Moixa virtual power station patents approved in US
The Moixa virtual power station patents are part of a smart energy IP portfolio based around its AI-enabled GridShare software to aggregate fleets of batteries to provide gigawatt-scale virtual power plants and help balance electricity grids worldwide.
The patents, with priority from 2012 include US10447042 and AU2017279784, relate to managing clusters of batteries on a distribution power network, or virtual power station, as a collective resource in aggregate to provide grid storage services. They join additional ‘battery aggregation’ patent grants in the US, UK and the European Union, together with patents arising from 2008 Smart Home technologies which are now cited by nearly 200 international companies.

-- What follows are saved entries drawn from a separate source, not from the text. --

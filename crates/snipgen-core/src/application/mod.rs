//! Application layer for Snipgen.
//!
//! This layer contains:
//! - **Services**: Use case orchestration (FormSession, SnippetRenderer,
//!   CopyService, EditorSession)
//! - **Ports**: Interface definitions (traits) for external collaborators
//! - **Errors**: Application-specific error types
//!
//! The application layer coordinates the domain layer but contains no
//! business logic itself. The transform lives in `crate::domain`.

pub mod error;
pub mod ports;
pub mod services;

pub use services::{
    CopyOutcome, CopyService, DEFAULT_ACKNOWLEDGE, EditorSession, FieldUpdate, FormSession,
    SnippetRenderer,
};

pub use ports::{Clipboard, Clock, EditorHost};

pub use error::ApplicationError;
//! Form Session - the owner of the form being edited.
//!
//! Every input change replaces exactly one field, and every read re-renders
//! the whole form. Nothing is cached between renders.

use tracing::debug;

use crate::{
    application::services::SnippetRenderer,
    domain::{
        FormModel, Insertion, Prefix, Scope, SnippetExportEntry, insert_at_cursor, transform,
    },
    error::SnipgenResult,
};

/// A single field change coming from an input.
#[derive(Debug, Clone, PartialEq, Eq)]
pub enum FieldUpdate {
    Name(String),
    /// Raw prefix-field text; normalized with [`Prefix::from_input`].
    PrefixInput(String),
    /// An already-shaped prefix (form files, programmatic callers).
    Prefix(Prefix),
    Scope(Vec<String>),
    Body(String),
    Description(String),
}

impl FieldUpdate {
    fn field_name(&self) -> &'static str {
        match self {
            Self::Name(_) => "name",
            Self::PrefixInput(_) | Self::Prefix(_) => "prefix",
            Self::Scope(_) => "scope",
            Self::Body(_) => "body",
            Self::Description(_) => "description",
        }
    }
}

/// Owns one [`FormModel`] for the length of an editing session.
#[derive(Debug, Clone, Default)]
pub struct FormSession {
    form: FormModel,
}

impl FormSession {
    pub fn new(form: FormModel) -> Self {
        Self { form }
    }

    /// Apply one field change.
    pub fn apply(&mut self, update: FieldUpdate) {
        debug!(field = update.field_name(), "Form field updated");

        match update {
            FieldUpdate::Name(name) => self.form.name = name,
            FieldUpdate::PrefixInput(raw) => self.form.prefix = Prefix::from_input(&raw),
            FieldUpdate::Prefix(prefix) => self.form.prefix = prefix,
            FieldUpdate::Scope(ids) => self.form.scope = Scope::new(ids),
            FieldUpdate::Body(body) => self.form.body = body,
            FieldUpdate::Description(description) => self.form.description = description,
        }
    }

    /// Replace the body selection `[start, end)` with `text` and return the
    /// cursor position after it. Goes through [`FieldUpdate::Body`].
    pub fn insert_into_body(&mut self, start: usize, end: usize, text: &str) -> usize {
        let Insertion { value, cursor } = insert_at_cursor(&self.form.body, start, end, text);
        self.apply(FieldUpdate::Body(value));
        cursor
    }

    pub fn form(&self) -> &FormModel {
        &self.form
    }

    pub fn into_form(self) -> FormModel {
        self.form
    }

    pub fn entry(&self) -> SnippetExportEntry {
        transform(&self.form)
    }

    /// Full pretty JSON of the current form.
    pub fn preview(&self) -> SnipgenResult<String> {
        SnippetRenderer::render(&self.form)
    }

    /// Copy fragment of the current form.
    pub fn fragment(&self) -> SnipgenResult<String> {
        SnippetRenderer::fragment(&self.form)
    }
}
//! Copy Service - clipboard hand-off and the "copied" acknowledgement.
//!
//! The acknowledgement is a deadline owned by the service. A successful copy
//! sets it to `now + acknowledge_for`; a later copy replaces it rather than
//! queueing a second revert. Clipboard failures are swallowed: the state is
//! left alone and nothing is surfaced to the user.

use std::time::{Duration, Instant};

use tracing::{debug, instrument};

use crate::application::ports::{Clipboard, Clock};

/// How long the "copied" acknowledgement stays up.
pub const DEFAULT_ACKNOWLEDGE: Duration = Duration::from_millis(2500);

/// What happened to a copy request.
#[derive(Debug, Clone, Copy, PartialEq, Eq)]
pub enum CopyOutcome {
    Copied,
    /// The clipboard refused; the failure was discarded.
    Ignored,
}

/// Hands rendered text to the clipboard port.
pub struct CopyService {
    clipboard: Box<dyn Clipboard>,
    clock: Box<dyn Clock>,
    acknowledge_for: Duration,
    copied_until: Option<Instant>,
}

impl CopyService {
    pub fn new(clipboard: Box<dyn Clipboard>, clock: Box<dyn Clock>) -> Self {
        Self {
            clipboard,
            clock,
            acknowledge_for: DEFAULT_ACKNOWLEDGE,
            copied_until: None,
        }
    }

    pub fn with_acknowledgement(mut self, duration: Duration) -> Self {
        self.acknowledge_for = duration;
        self
    }

    /// Write `text` to the clipboard.
    #[instrument(skip_all, fields(bytes = text.len()))]
    pub fn copy(&mut self, text: &str) -> CopyOutcome {
        match self.clipboard.write_text(text) {
            Ok(()) => {
                let deadline = self.clock.now() + self.acknowledge_for;
                if self.copied_until.replace(deadline).is_some() {
                    debug!("Acknowledgement re-armed");
                }
                debug!(ack_ms = self.acknowledge_for.as_millis() as u64, "Copied");
                CopyOutcome::Copied
            }
            Err(e) => {
                debug!(error = %e, "Clipboard write failed, ignoring");
                CopyOutcome::Ignored
            }
        }
    }

    /// `true` while the acknowledgement is showing.
    pub fn is_copied(&self) -> bool {
        self.copied_until
            .is_some_and(|deadline| self.clock.now() < deadline)
    }

    /// When the acknowledgement reverts, if one is pending.
    pub fn copied_until(&self) -> Option<Instant> {
        self.copied_until
    }
}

“We want to accelerate the global transition to a zero-carbon energy. Smart charging of millions of batteries in homes and electric vehicles requires common approaches and persistent standards, to enable future terawatt hours of batteries to help store and shift solar and wind-resources, saving money for consumers and reducing infrastructure cost,” said Simon Daniel, CEO of Moixa. “We have shown our AI platform can be deployed to manage large-scale battery fleets and our new patents reaffirm our market leading technology solution.”

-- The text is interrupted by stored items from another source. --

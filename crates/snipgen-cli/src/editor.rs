//! `$EDITOR` host for body editing.
//!
//! The body is written to a temporary file whose extension follows the
//! language hint, so the user's editor picks its own highlighting.
//! Languages that were never registered fall back to `.txt`.

use std::{collections::HashSet, sync::Mutex};

use tracing::debug;

use snipgen_core::{
    application::{ApplicationError, ports::EditorHost},
    error::{SnipgenError, SnipgenResult},
};

/// Launches `$VISUAL` / `$EDITOR` through `dialoguer::Editor`.
#[derive(Debug, Default)]
pub struct TerminalEditor {
    registered: Mutex<HashSet<String>>,
}

impl TerminalEditor {
    pub fn new() -> Self {
        Self::default()
    }

    fn is_registered(&self, language: &str) -> SnipgenResult<bool> {
        let registered = self
            .registered
            .lock()
            .map_err(|_| ApplicationError::LockPoisoned)?;
        Ok(registered.contains(language))
    }
}

impl EditorHost for TerminalEditor {
    fn register_language(&self, language: &str) -> SnipgenResult<()> {
        self.registered
            .lock()
            .map_err(|_| ApplicationError::LockPoisoned)?
            .insert(language.to_owned());
        Ok(())
    }

    fn edit(&self, body: &str, language: &str) -> SnipgenResult<Option<String>> {
        let extension = if self.is_registered(language)? {
            extension_for(language)
        } else {
            ".txt"
        };
        debug!(language, extension, "Opening editor");

        dialoguer::Editor::new()
            .extension(extension)
            .edit(body)
            .map_err(|e| {
                SnipgenError::from(ApplicationError::EditorFailed {
                    reason: e.to_string(),
                })
            })
    }
}

/// File extension editors associate with `language`.
fn extension_for(language: &str) -> &'static str {
    match language {
        "abap" => ".abap",
        "bat" => ".bat",
        "c" => ".c",
        "clojure" => ".clj",
        "coffee" => ".coffee",
        "cpp" => ".cpp",
        "csharp" => ".cs",
        "css" => ".css",
        "dart" => ".dart",
        "dockerfile" => ".dockerfile",
        "elixir" => ".ex",
        "fsharp" => ".fs",
        "go" => ".go",
        "graphql" => ".graphql",
        "handlebars" => ".hbs",
        "html" => ".html",
        "ini" => ".ini",
        "java" => ".java",
        "javascript" => ".js",
        "json" => ".json",
        "julia" => ".jl",
        "kotlin" => ".kt",
        "less" => ".less",
        "lua" => ".lua",
        "markdown" => ".md",
        "objective-c" => ".m",
        "pascal" => ".pas",
        "perl" => ".pl",
        "php" => ".php",
        "powershell" => ".ps1",
        "pug" => ".pug",
        "python" => ".py",
        "r" => ".r",
        "razor" => ".cshtml",
        "ruby" => ".rb",
        "rust" => ".rs",
        "scss" => ".scss",
        "shell" => ".sh",
        "sql" => ".sql",
        "swift" => ".swift",
        "typescript" => ".ts",
        "vb" => ".vb",
        "xml" => ".xml",
        "yaml" => ".yaml",
        _ => ".txt",
    }
}
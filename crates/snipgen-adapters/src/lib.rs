//! Infrastructure adapters for Snipgen.
//!
//! This crate implements the ports defined in `snipgen-core::application::ports`.
//! It contains all external dependencies and I/O operations.

pub mod clipboard;
pub mod clock;
pub mod form_file;

// Re-export commonly used adapters
pub use clipboard::{MemoryClipboard, SystemClipboard};
pub use clock::SystemClock;
pub use form_file::{FormFormat, load_form, parse_form};
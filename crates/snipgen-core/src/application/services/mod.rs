//! Application services - orchestrate use cases.
//!
//! Services coordinate the domain layer and ports to accomplish
//! high-level use cases like "render the preview" or "copy the snippet".

pub mod copy_service;
pub mod editor_session;
pub mod form_session;
pub mod snippet_renderer;

pub use copy_service::{CopyOutcome, CopyService, DEFAULT_ACKNOWLEDGE};
pub use editor_session::EditorSession;
pub use form_session::{FieldUpdate, FormSession};
pub use snippet_renderer::SnippetRenderer;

In November, Moixa announced its GridShare software is managing 100MWh of batteries across 10,000 homes in Japan – the largest single fleet of bi-directional batteries worldwide. This milestone was achieved within one year of launching the Japan service with partner ITOCHU, the Fortune 500 company. The Japanese company has seen its share of the domestic battery market rise to nearly 20% as a result.

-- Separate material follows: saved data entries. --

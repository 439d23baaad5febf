//! Menu-driven form editing.
//!
//! Each menu entry edits one field, and the body opens in `$EDITOR`.
//! "Insert placeholder" puts a tab stop into the body at a line and column,
//! and the next insertion defaults to just after it. The "Copy" entry reads
//! "✓ Copied" until the acknowledgement expires.

use dialoguer::{Input, MultiSelect, Select, theme::ColorfulTheme};
use tracing::instrument;

use snipgen_adapters::SystemClipboard;
use snipgen_core::{
    application::{EditorSession, FieldUpdate, FormSession},
    domain::{FormModel, Prefix, next_tab_stop, offset_of, position_of, scope_catalog},
};

use crate::{
    commands::copy::copy_service,
    config::AppConfig,
    editor::TerminalEditor,
    error::{CliError, CliResult},
    output::OutputManager,
};

#[derive(Debug, Clone, Copy, PartialEq, Eq)]
enum Entry {
    Name,
    Prefix,
    Scope,
    Body,
    Insert,
    Description,
    Preview,
    Copy,
    Done,
}

const ENTRIES: [Entry; 9] = [
    Entry::Name,
    Entry::Prefix,
    Entry::Scope,
    Entry::Body,
    Entry::Insert,
    Entry::Description,
    Entry::Preview,
    Entry::Copy,
    Entry::Done,
];

/// Run the menu until the user picks "Done". Escape cancels.
#[instrument(skip_all)]
pub fn run(
    session: &mut FormSession,
    config: &AppConfig,
    output: &OutputManager,
) -> CliResult<()> {
    let theme = ColorfulTheme::default();
    let mut editor = EditorSession::new(Box::new(TerminalEditor::new()));
    let mut copier = copy_service(config, SystemClipboard::new());
    let mut cursor = 0;
    // byte offset in the body where the last insertion ended
    let mut caret: Option<usize> = None;

    loop {
        let form = session.form().clone();
        let language = editor.sync_language(&form.scope);
        let items: Vec<String> = ENTRIES
            .iter()
            .map(|entry| label(*entry, &form, language, copier.is_copied()))
            .collect();

        let Some(index) = Select::with_theme(&theme)
            .with_prompt("Edit snippet")
            .items(&items)
            .default(cursor)
            .interact_opt()?
        else {
            return Err(CliError::Cancelled);
        };
        cursor = index;

        match ENTRIES[index] {
            Entry::Name => {
                let name = prompt_text(&theme, "Name", &form.name)?;
                session.apply(FieldUpdate::Name(name));
            }
            Entry::Prefix => {
                let shown = prefix_input(&form.prefix);
                let raw = prompt_text(&theme, "Prefix (comma-separated for several)", &shown)?;
                if let Some(update) = prefix_update(&shown, raw) {
                    session.apply(update);
                }
            }
            Entry::Scope => {
                if let Some(ids) = pick_scope(&theme, &form)? {
                    session.apply(FieldUpdate::Scope(ids));
                }
            }
            Entry::Body => {
                if editor.edit_body(session)? {
                    caret = None;
                } else {
                    output.info("Body unchanged")?;
                }
            }
            Entry::Insert => {
                let (line, column) =
                    position_of(&form.body, caret.unwrap_or(form.body.len()));
                let text = prompt_text(
                    &theme,
                    "Insert",
                    &format!("${}", next_tab_stop(&form.body)),
                )?;
                let at = prompt_text(&theme, "At line:column", &format!("{line}:{column}"))?;

                match parse_position(&at) {
                    Some((line, column)) => {
                        let offset = offset_of(&form.body, line, column);
                        caret = Some(session.insert_into_body(offset, offset, &text));
                    }
                    None => output.warning(&format!("Expected line:column, got '{at}'"))?,
                }
            }
            Entry::Description => {
                let description = prompt_text(&theme, "Description", &form.description)?;
                session.apply(FieldUpdate::Description(description));
            }
            Entry::Preview => output.data(&session.preview()?)?,
            Entry::Copy => {
                copier.copy(&session.fragment()?);
            }
            Entry::Done => return Ok(()),
        }
    }
}

fn label(entry: Entry, form: &FormModel, language: &str, copied: bool) -> String {
    match entry {
        Entry::Name => format!("Name         {}", form.name),
        Entry::Prefix if form.prefix.is_multiple() => format!("Prefixes     {}", form.prefix),
        Entry::Prefix => format!("Prefix       {}", form.prefix),
        Entry::Scope => format!("Scope        {}", form.scope),
        Entry::Body => format!(
            "Body         {} line(s), edited as {}",
            form.body.lines().count().max(1),
            language
        ),
        Entry::Insert => "Insert placeholder".into(),
        Entry::Description => format!("Description  {}", form.description),
        Entry::Preview => "Preview".into(),
        Entry::Copy if copied => "\u{2713} Copied".into(),
        Entry::Copy => "Copy".into(),
        Entry::Done => "Done".into(),
    }
}

/// Prefix as shown in the prompt: its words joined with `", "`.
fn prefix_input(prefix: &Prefix) -> String {
    prefix.words().collect::<Vec<_>>().join(", ")
}

/// Only edited text goes through the normalizer. A `Single` holding a comma
/// or a one-word `Multiple` would change shape if re-normalized, so accepting
/// the prompt unchanged keeps the stored prefix.
fn prefix_update(shown: &str, raw: String) -> Option<FieldUpdate> {
    (raw != shown).then_some(FieldUpdate::PrefixInput(raw))
}

/// `"line:column"`, both 1-based.
fn parse_position(text: &str) -> Option<(usize, usize)> {
    let (line, column) = text.trim().split_once(':')?;
    let line = line.trim().parse().ok().filter(|&n| n > 0)?;
    let column = column.trim().parse().ok().filter(|&n| n > 0)?;
    Some((line, column))
}

fn prompt_text(theme: &ColorfulTheme, prompt: &str, current: &str) -> CliResult<String> {
    Ok(Input::<String>::with_theme(theme)
        .with_prompt(prompt)
        .with_initial_text(current)
        .allow_empty(true)
        .interact_text()?)
}

/// Multi-select over the catalog. Ids already in the scope keep their
/// order so the first one, which drives the language hint, stays first.
/// Ids the catalog does not know are kept.
fn pick_scope(theme: &ColorfulTheme, form: &FormModel) -> CliResult<Option<Vec<String>>> {
    let options = scope_catalog::all();
    let labels: Vec<String> = options
        .iter()
        .map(|o| format!("{} ({})", o.label, o.value))
        .collect();
    let checked: Vec<bool> = options
        .iter()
        .map(|o| form.scope.iter().any(|id| id == o.value))
        .collect();

    let Some(picked) = MultiSelect::with_theme(theme)
        .with_prompt("Scope (space toggles, enter confirms)")
        .items(&labels)
        .defaults(&checked)
        .interact_opt()?
    else {
        return Ok(None);
    };

    let selected: Vec<&str> = picked.iter().map(|&i| options[i].value).collect();
    Ok(Some(merge_scope(form, &selected)))
}

fn merge_scope(form: &FormModel, selected: &[&str]) -> Vec<String> {
    let mut ids: Vec<String> = form
        .scope
        .iter()
        .filter(|id| scope_catalog::find(id).is_none() || selected.contains(id))
        .map(str::to_owned)
        .collect();
    for id in selected {
        if !ids.iter().any(|existing| existing == id) {
            ids.push((*id).to_owned());
        }
    }
    ids
}

#[cfg(test)]
mod tests {
    use super::*;

    #[test]
    fn prefix_input_round_trips_through_normalizer() {
        let multiple = Prefix::Multiple(vec!["log".into(), "clg".into()]);
        assert_eq!(Prefix::from_input(&prefix_input(&multiple)), multiple);

        let single = Prefix::Single(" spaced ".into());
        assert_eq!(Prefix::from_input(&prefix_input(&single)), single);
    }

    #[test]
    fn unchanged_prefix_keeps_its_shape() {
        for prefix in [
            Prefix::Single("a, b".into()),
            Prefix::Multiple(vec!["x".into()]),
        ] {
            let mut session = FormSession::new(FormModel::new("p").with_prefix(prefix.clone()));
            let shown = prefix_input(&prefix);
            if let Some(update) = prefix_update(&shown, shown.clone()) {
                session.apply(update);
            }
            assert_eq!(session.form().prefix, prefix);
        }
    }

    #[test]
    fn edited_prefix_is_normalized() {
        let shown = prefix_input(&Prefix::Multiple(vec!["x".into()]));
        assert_eq!(
            prefix_update(&shown, "x, y".into()),
            Some(FieldUpdate::PrefixInput("x, y".into()))
        );
    }

    #[test]
    fn parses_line_and_column() {
        assert_eq!(parse_position("2:5"), Some((2, 5)));
        assert_eq!(parse_position(" 1 : 1 "), Some((1, 1)));
        assert_eq!(parse_position("0:1"), None);
        assert_eq!(parse_position("3"), None);
        assert_eq!(parse_position("a:b"), None);
    }

    #[test]
    fn prefix_label_names_the_shape() {
        let form = FormModel::new("x").with_prefix(Prefix::Multiple(vec!["a".into(), "b".into()]));
        assert_eq!(label(Entry::Prefix, &form, "plaintext", false), "Prefixes     [a, b]");
    }

    #[test]
    fn merge_keeps_existing_order_then_appends() {
        let form = FormModel::new("x").with_scope(["typescript", "custom-id", "javascript"]);
        let merged = merge_scope(&form, &["javascript", "python", "typescript"]);
        assert_eq!(merged, ["typescript", "custom-id", "javascript", "python"]);
    }

    #[test]
    fn merge_drops_deselected_catalog_ids() {
        let form = FormModel::new("x").with_scope(["rust", "go"]);
        assert_eq!(merge_scope(&form, &["go"]), ["go"]);
    }

    #[test]
    fn copy_label_follows_acknowledgement() {
        let form = FormModel::default();
        assert_eq!(label(Entry::Copy, &form, "plaintext", false), "Copy");
        assert_eq!(label(Entry::Copy, &form, "plaintext", true), "\u{2713} Copied");
    }
}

Moixa is also looking at how to smart charge fleets of batteries and apply the technology to smart charge electric vehicles. Honda has already selected Moixa as its European smart charging partner to support the rapid growth of electric vehicles across Europe, and Moixa recently gained additional patents on aggregating and smart charging batteries in US, EU and Australia. Earlier patents are cited by nearly 200 global corporations.